====== Provided records ======

//! Shimmer: the slide breaks into pieces that drift apart, with glints
//!
//! Both programs take the piece rotation as a host-computed
//! `RotationMatrix` instead of building one per vertex.

use glam::{Mat3, Mat4, Vec3, Vec4};
use serde::{Deserialize, Serialize};
use slidefx_catalog::keys;
use slidefx_math::{LifeSpan, mix};

use super::{ParticleVaryings, ParticleVertex, emit, particle_fragment};
use crate::image::Sampler;
use crate::{EffectModel, VertexOutput};

/// Particles born at or before this percent count as persistent
const PERSISTENT_START: f32 = 0.001;

#[derive(Debug, Clone, Copy, PartialEq)]
pub struct ShimmerUniforms {
    pub mvp: Mat4,
    pub percent: f32,
    pub opacity: f32,
    pub rotation_matrix: Mat3,
    pub speed_max: f32,
    /// Global glint scale for persistent particles
    pub particle_scale_percent: f32,
}

impl Default for ShimmerUniforms {
    fn default() -> Self {
        Self {
            mvp: Mat4::IDENTITY,
            percent: 0.0,
            opacity: 1.0,
            rotation_matrix: Mat3::IDENTITY,
            speed_max: 1.0,
            particle_scale_percent: 1.0,
        }
    }
}

/// `speed * t * (3 + mix(t^3, 1 - (1-t)^2, t^2))`
fn shimmer_drift(speed: Vec3, t: f32) -> Vec3 {
    let t2 = t * t;
    let inv = 1.0 - t;
    speed * t * (3.0 + mix(t2 * t, 1.0 - inv * inv, t2))
}

/// Pieces of the slide: rotate, shrink with the transition and drift
pub struct ShimmerObject;

impl EffectModel for ShimmerObject {
    const KEY: &'static str = keys::SHIMMER_OBJECT;
    type Uniforms = ShimmerUniforms;
    type Attributes = ParticleVertex;
    type Varyings = ParticleVaryings;

    fn vertex(u: &ShimmerUniforms, v: &ParticleVertex) -> VertexOutput<ParticleVaryings> {
        let p = &v.particle;
        let rotated = u.rotation_matrix * v.offset();
        let mut position = v.anchor() + (rotated * (1.0 - u.percent)).extend(0.0);
        position += shimmer_drift(p.speed * u.speed_max, u.percent).extend(0.0);

        // pieces take the global opacity; the Color attribute is not used for tinting
        emit(u.mvp, position, Vec4::splat(u.opacity), v.tex_coord)
    }
}

impl ShimmerObject {
    pub fn fragment(texture: &impl Sampler, varyings: &ParticleVaryings) -> Vec4 {
        particle_fragment(texture, varyings)
    }
}

/// How a shimmer glint is timed
#[derive(Debug, Clone, Copy, PartialEq, Eq, Serialize, Deserialize)]
pub enum ShimmerLifetime {
    /// Alive from the start; scale follows `ParticleScalePercent`, fades with `Opacity`
    Persistent,
    /// Born later; scales up then down over its own life at full opacity
    Timed,
}

impl ShimmerLifetime {
    pub fn of(life_span: LifeSpan) -> Self {
        if life_span.start <= PERSISTENT_START {
            Self::Persistent
        } else {
            Self::Timed
        }
    }

    /// Glint size before the per-particle `Scale`
    pub fn scale(self, u: &ShimmerUniforms, real_percent: f32) -> f32 {
        match self {
            Self::Persistent => u.particle_scale_percent,
            Self::Timed => {
                let up_down = 1.0 - (2.0 * (real_percent - 0.5)).abs();
                up_down * up_down
            }
        }
    }

    pub fn opacity(self, u: &ShimmerUniforms) -> f32 {
        match self {
            Self::Persistent => u.opacity,
            Self::Timed => 1.0,
        }
    }
}

/// Glints travelling with the pieces
pub struct ShimmerParticle;

impl EffectModel for ShimmerParticle {
    const KEY: &'static str = keys::SHIMMER_PARTICLE;
    type Uniforms = ShimmerUniforms;
    type Attributes = ParticleVertex;
    type Varyings = ParticleVaryings;

    fn vertex(u: &ShimmerUniforms, v: &ParticleVertex) -> VertexOutput<ParticleVaryings> {
        let p = &v.particle;
        let lifetime = ShimmerLifetime::of(p.life_span);
        let alive = if p.life_span.classify(u.percent).is_active() { 1.0 } else { 0.0 };
        let rp = p.life_span.real_percent(u.percent);

        let rotated = u.rotation_matrix * v.offset();
        let scale = lifetime.scale(u, rp) * p.scale * alive;
        let mut position = v.anchor() + (rotated * scale).extend(0.0);
        position += shimmer_drift(p.speed * u.speed_max, rp).extend(0.0);

        let color = p.color.truncate().extend(1.0) * lifetime.opacity(u);
        emit(u.mvp, position, color, v.tex_coord)
    }
}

======

What you will do
Show all of the lines above in which "Debug" is present.

Result of this task
#[derive(Debug, Clone, Copy, PartialEq)]
#[derive(Debug, Clone, Copy, PartialEq, Eq, Serialize, Deserialize)]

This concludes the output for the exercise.